START Provided entries

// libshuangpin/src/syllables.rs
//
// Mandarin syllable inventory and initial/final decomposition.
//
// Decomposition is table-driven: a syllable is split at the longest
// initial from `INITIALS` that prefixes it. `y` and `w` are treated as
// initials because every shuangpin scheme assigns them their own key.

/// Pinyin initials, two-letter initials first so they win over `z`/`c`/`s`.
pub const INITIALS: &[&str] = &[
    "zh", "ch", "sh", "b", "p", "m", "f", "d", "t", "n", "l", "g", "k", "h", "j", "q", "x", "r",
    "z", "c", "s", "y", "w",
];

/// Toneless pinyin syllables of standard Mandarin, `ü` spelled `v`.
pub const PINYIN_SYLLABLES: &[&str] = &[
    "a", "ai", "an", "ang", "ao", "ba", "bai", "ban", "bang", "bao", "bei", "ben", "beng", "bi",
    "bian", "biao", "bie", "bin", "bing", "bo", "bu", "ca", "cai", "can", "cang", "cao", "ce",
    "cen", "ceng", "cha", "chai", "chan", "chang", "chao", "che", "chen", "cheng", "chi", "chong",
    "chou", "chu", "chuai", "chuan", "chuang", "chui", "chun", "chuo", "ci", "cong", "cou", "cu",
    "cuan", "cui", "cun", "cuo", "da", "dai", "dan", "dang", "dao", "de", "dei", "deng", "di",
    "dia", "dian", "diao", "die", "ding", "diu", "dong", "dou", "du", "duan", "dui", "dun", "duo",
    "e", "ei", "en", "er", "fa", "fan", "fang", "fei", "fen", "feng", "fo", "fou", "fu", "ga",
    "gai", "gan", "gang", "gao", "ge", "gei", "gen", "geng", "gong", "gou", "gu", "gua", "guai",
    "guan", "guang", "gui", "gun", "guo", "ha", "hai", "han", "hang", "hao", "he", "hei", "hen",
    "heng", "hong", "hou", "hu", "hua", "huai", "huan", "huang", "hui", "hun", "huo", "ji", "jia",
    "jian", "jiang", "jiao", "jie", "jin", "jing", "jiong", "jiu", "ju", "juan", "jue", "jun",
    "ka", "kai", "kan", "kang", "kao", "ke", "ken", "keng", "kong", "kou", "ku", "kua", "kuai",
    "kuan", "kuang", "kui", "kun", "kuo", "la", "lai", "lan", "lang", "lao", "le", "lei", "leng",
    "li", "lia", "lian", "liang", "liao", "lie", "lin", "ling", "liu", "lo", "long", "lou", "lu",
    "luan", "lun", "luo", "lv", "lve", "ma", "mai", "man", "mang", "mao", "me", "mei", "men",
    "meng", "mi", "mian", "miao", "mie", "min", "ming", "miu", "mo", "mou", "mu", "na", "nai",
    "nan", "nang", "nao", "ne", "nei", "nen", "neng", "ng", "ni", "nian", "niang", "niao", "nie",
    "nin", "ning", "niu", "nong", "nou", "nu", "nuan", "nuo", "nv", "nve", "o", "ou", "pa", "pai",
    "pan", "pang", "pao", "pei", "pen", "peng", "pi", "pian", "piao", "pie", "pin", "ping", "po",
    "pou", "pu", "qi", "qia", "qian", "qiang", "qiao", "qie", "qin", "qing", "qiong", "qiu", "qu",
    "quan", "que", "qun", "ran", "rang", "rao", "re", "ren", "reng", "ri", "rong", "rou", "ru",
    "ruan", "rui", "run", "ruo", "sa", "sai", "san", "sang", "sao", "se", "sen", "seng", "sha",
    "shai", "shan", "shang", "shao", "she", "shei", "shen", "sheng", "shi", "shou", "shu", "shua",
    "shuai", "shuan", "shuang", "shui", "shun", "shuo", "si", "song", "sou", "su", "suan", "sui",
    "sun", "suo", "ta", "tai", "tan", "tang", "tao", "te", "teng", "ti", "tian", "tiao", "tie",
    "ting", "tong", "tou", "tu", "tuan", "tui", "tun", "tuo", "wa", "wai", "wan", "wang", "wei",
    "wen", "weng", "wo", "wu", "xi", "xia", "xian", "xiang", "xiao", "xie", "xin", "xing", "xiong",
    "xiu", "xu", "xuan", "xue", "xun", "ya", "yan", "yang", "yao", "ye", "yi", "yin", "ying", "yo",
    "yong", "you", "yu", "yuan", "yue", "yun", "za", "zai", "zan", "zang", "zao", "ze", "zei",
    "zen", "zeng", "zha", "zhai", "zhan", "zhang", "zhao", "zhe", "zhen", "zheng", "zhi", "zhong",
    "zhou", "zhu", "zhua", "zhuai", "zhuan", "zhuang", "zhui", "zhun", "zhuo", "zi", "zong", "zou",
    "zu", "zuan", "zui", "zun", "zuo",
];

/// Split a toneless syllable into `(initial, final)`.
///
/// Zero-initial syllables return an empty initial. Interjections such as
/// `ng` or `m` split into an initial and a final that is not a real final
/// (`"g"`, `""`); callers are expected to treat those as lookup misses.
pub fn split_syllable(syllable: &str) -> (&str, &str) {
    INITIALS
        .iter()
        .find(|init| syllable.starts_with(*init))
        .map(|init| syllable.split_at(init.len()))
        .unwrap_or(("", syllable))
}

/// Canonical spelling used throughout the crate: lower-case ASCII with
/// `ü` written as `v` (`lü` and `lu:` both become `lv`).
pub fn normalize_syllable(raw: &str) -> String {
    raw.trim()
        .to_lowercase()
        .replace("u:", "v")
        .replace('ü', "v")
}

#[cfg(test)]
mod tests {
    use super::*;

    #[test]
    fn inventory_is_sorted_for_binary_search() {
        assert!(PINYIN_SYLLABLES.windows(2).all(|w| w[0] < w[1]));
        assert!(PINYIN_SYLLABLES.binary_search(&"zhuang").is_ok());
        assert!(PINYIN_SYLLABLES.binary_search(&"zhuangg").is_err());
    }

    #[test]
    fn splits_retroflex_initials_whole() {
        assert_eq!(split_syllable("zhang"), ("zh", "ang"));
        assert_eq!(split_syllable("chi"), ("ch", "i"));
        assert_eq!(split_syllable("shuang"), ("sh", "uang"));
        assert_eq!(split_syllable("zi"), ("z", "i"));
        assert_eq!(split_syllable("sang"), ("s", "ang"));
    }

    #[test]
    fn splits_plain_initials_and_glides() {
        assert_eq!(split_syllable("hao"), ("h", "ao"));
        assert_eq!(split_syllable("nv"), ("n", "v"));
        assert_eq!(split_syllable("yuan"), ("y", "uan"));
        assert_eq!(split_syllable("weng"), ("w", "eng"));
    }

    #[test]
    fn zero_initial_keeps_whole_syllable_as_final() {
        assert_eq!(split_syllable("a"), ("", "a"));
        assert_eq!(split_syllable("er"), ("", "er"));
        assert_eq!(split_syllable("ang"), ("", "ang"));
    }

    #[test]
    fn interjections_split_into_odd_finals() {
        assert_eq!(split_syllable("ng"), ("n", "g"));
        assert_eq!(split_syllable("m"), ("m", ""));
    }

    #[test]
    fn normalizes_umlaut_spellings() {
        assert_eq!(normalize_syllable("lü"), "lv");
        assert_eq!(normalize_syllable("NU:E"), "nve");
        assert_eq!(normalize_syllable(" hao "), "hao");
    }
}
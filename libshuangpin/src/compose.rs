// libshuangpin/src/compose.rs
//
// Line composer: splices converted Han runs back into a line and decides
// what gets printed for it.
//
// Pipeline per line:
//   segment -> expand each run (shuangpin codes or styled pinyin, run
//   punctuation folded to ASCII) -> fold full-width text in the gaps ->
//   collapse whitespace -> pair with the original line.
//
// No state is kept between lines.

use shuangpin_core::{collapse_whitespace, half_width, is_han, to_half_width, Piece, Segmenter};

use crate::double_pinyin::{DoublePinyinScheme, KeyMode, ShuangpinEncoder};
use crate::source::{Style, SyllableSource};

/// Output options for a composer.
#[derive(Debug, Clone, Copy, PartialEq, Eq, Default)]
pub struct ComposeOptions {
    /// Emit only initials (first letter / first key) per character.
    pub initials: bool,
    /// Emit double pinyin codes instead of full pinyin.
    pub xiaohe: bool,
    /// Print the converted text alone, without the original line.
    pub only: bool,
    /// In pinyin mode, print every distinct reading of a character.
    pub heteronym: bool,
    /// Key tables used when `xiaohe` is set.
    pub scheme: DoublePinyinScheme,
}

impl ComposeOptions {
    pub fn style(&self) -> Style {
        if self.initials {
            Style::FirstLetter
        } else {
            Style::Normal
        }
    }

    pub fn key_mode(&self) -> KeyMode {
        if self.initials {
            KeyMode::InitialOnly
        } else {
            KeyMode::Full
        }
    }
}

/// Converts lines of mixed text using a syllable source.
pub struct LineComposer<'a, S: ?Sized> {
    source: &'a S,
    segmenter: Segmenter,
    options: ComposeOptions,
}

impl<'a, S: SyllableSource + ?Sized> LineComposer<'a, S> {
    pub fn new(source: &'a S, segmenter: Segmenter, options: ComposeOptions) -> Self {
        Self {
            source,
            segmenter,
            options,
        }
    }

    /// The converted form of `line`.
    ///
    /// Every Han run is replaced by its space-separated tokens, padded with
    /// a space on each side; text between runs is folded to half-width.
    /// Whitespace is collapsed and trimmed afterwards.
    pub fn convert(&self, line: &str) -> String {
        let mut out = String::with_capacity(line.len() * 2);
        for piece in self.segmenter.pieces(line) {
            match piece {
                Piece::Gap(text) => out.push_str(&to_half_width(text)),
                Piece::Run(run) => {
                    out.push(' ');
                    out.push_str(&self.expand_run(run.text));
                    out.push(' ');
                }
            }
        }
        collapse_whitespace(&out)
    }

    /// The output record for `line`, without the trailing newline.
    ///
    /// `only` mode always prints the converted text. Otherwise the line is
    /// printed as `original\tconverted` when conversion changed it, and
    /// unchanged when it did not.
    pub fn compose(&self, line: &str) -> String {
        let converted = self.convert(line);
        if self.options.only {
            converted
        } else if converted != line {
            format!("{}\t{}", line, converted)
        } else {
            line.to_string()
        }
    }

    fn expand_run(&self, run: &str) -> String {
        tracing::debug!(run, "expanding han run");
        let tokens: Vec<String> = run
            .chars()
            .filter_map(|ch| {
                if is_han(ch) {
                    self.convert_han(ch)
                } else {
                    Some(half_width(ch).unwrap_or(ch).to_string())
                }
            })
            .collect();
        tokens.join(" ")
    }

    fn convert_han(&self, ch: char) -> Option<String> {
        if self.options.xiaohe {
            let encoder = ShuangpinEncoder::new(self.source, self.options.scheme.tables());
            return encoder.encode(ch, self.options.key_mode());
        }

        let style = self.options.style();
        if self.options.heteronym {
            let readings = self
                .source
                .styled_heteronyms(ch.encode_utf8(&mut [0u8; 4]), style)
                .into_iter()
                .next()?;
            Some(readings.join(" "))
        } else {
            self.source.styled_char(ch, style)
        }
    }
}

END Provided entries

To do: For each line above that holds the string "Mandarin", provide a copy of that line.

Result of this task:
// Mandarin syllable inventory and initial/final decomposition.
/// Toneless pinyin syllables of standard Mandarin, `ü` spelled `v`.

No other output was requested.